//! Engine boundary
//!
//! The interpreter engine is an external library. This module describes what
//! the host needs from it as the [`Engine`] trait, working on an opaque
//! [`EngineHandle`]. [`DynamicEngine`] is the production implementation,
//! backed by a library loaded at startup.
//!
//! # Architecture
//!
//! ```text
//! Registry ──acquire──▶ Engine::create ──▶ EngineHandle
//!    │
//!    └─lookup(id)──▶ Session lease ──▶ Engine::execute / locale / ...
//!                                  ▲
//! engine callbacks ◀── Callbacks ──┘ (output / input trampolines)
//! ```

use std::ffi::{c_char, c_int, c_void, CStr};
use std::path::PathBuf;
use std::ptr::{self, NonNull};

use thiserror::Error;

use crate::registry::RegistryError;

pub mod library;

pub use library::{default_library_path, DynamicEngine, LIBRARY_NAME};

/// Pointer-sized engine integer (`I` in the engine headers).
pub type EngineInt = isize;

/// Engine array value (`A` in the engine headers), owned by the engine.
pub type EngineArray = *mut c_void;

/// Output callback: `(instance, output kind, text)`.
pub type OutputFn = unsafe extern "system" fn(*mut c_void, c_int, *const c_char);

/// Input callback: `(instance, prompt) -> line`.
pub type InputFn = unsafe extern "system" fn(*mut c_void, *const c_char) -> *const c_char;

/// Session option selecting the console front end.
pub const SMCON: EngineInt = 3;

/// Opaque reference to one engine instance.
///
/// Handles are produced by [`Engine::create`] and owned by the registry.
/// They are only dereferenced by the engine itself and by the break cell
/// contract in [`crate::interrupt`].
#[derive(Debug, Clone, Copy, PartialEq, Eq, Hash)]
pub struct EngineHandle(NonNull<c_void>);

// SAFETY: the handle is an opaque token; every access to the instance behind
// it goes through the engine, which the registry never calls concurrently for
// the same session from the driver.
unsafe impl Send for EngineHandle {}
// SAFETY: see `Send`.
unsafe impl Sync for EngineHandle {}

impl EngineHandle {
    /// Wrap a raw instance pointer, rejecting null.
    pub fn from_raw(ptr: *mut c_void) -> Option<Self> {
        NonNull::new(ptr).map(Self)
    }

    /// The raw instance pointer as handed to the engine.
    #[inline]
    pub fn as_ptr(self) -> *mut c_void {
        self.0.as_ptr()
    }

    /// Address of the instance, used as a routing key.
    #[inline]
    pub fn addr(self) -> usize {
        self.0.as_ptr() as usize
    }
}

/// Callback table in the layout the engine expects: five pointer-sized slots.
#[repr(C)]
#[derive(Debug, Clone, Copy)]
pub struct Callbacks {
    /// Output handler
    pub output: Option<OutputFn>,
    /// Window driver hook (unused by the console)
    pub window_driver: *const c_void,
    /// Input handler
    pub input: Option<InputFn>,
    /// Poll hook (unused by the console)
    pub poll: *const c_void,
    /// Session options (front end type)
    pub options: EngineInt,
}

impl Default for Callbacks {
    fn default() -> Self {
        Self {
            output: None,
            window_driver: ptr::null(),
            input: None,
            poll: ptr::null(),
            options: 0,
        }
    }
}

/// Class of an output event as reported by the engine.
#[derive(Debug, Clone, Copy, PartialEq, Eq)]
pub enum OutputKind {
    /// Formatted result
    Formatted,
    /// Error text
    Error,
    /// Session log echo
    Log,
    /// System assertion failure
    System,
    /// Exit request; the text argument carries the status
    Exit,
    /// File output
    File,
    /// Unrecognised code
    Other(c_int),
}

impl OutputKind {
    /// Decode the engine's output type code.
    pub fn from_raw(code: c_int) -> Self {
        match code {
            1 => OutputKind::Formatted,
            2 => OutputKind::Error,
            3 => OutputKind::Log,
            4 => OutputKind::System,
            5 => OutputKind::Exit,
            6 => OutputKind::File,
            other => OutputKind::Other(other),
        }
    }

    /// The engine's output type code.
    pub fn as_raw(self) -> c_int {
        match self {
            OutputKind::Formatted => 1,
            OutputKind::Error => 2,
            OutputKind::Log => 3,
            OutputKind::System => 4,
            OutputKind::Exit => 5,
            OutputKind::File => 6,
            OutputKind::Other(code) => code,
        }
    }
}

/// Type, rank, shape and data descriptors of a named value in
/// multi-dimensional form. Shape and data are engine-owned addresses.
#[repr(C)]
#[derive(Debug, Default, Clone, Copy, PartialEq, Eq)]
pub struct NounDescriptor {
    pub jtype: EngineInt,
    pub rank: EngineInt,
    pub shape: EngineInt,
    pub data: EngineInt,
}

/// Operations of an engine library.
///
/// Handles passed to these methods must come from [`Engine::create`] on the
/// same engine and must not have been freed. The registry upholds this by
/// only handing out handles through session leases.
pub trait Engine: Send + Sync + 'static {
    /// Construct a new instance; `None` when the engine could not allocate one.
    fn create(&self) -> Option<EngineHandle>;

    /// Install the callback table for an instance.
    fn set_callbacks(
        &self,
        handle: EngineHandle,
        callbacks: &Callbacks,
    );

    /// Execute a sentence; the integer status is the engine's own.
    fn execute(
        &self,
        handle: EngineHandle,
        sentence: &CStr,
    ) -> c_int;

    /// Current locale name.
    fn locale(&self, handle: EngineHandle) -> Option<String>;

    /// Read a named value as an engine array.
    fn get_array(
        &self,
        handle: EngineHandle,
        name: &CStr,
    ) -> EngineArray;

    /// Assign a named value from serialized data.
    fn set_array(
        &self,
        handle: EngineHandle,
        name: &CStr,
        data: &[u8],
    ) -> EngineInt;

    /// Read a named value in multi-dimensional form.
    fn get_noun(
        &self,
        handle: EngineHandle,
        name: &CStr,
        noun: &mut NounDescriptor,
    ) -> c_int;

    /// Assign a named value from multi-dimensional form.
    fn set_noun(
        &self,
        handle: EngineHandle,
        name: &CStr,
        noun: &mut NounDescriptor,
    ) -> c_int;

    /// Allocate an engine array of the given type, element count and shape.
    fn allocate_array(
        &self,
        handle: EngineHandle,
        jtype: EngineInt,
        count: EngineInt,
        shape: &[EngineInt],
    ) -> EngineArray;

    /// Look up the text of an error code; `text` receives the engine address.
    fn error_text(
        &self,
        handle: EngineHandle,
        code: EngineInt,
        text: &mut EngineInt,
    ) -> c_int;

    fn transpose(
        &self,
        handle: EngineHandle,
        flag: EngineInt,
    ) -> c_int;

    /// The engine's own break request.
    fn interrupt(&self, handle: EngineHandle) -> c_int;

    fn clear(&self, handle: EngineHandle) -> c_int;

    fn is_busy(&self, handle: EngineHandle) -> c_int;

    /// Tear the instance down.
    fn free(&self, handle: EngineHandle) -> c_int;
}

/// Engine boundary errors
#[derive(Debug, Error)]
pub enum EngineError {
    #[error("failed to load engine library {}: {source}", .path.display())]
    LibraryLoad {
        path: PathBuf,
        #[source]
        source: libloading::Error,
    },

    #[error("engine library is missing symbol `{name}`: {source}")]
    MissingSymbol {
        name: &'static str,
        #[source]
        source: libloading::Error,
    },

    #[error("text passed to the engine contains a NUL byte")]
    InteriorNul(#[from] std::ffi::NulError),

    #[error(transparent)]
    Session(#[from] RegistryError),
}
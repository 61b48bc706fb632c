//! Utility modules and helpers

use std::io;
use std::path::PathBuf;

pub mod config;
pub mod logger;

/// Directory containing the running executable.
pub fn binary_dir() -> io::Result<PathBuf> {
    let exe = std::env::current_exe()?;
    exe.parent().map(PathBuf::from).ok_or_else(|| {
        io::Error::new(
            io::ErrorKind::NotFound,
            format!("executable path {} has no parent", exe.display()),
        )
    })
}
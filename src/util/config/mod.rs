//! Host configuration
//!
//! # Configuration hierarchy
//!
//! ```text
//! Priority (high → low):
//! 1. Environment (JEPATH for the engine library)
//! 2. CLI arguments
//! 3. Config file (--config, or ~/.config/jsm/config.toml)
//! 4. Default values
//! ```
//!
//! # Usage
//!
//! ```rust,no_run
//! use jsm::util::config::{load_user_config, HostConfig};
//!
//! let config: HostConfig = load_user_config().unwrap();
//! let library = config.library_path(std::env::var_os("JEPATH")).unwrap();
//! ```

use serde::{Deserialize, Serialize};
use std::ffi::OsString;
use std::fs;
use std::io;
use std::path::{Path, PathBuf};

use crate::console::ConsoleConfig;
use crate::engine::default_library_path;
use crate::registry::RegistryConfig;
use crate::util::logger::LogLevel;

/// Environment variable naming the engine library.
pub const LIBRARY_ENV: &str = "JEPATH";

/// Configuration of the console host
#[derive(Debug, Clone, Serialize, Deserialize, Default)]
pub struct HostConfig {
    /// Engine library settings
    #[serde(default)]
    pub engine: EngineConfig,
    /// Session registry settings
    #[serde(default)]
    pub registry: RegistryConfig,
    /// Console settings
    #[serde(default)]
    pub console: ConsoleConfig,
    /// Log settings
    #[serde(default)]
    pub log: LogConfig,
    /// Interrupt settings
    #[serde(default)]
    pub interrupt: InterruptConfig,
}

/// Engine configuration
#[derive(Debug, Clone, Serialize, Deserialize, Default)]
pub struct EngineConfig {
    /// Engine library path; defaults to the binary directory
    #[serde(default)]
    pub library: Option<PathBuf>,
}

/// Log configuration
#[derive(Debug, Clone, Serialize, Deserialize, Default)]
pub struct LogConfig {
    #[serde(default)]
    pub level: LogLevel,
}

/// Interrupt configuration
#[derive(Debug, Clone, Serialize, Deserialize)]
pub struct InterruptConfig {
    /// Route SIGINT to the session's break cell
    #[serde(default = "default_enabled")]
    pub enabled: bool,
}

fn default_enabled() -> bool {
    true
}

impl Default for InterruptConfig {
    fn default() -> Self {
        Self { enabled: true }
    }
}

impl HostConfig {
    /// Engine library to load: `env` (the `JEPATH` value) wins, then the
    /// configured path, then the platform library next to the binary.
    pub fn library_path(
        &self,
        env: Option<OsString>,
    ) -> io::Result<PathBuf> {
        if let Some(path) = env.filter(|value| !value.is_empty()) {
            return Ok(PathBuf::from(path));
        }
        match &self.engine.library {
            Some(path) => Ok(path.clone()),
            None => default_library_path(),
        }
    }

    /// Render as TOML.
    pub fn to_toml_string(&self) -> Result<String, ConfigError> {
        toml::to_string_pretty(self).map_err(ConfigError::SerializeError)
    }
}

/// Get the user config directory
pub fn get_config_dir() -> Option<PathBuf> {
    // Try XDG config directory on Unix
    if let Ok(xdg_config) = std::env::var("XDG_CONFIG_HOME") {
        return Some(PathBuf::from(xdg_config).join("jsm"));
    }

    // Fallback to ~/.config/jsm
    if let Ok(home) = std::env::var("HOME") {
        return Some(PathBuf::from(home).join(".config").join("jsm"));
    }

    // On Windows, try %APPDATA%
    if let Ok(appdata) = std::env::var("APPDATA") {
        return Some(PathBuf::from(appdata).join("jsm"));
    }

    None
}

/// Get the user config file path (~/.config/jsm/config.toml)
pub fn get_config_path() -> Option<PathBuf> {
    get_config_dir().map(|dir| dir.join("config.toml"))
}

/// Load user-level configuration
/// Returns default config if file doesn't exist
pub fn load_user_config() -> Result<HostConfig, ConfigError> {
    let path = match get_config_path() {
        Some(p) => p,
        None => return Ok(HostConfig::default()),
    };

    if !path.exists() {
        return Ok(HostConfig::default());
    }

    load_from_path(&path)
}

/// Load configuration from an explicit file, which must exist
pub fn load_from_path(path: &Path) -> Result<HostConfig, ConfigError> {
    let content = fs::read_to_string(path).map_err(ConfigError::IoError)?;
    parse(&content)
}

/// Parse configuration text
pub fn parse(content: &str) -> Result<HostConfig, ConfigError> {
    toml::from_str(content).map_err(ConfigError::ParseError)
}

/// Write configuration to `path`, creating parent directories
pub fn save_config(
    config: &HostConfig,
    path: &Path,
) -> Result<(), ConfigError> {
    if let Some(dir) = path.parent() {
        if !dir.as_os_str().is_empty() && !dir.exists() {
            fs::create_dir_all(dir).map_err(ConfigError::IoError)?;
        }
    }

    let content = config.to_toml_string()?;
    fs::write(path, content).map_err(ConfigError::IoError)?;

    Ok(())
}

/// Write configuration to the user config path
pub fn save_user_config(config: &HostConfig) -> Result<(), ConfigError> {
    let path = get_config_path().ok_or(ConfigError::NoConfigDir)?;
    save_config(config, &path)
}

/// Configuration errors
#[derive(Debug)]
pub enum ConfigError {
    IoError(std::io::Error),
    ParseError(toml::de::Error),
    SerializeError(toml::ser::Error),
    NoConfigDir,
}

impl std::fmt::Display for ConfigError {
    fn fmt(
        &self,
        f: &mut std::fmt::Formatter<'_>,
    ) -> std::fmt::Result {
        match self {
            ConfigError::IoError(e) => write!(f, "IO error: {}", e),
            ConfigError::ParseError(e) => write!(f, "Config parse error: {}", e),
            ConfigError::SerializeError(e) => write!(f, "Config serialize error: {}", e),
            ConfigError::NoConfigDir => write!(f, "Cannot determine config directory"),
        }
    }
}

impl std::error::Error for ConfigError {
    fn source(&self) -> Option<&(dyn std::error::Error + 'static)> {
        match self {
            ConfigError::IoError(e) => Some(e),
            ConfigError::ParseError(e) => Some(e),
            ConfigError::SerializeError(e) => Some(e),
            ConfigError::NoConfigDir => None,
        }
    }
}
###
- TASK DIRECTIONS -
Tally how many lines of the material contain the word "crate". The answer must be the number and nothing else.

- RESULT FOR THIS EXERCISE -
6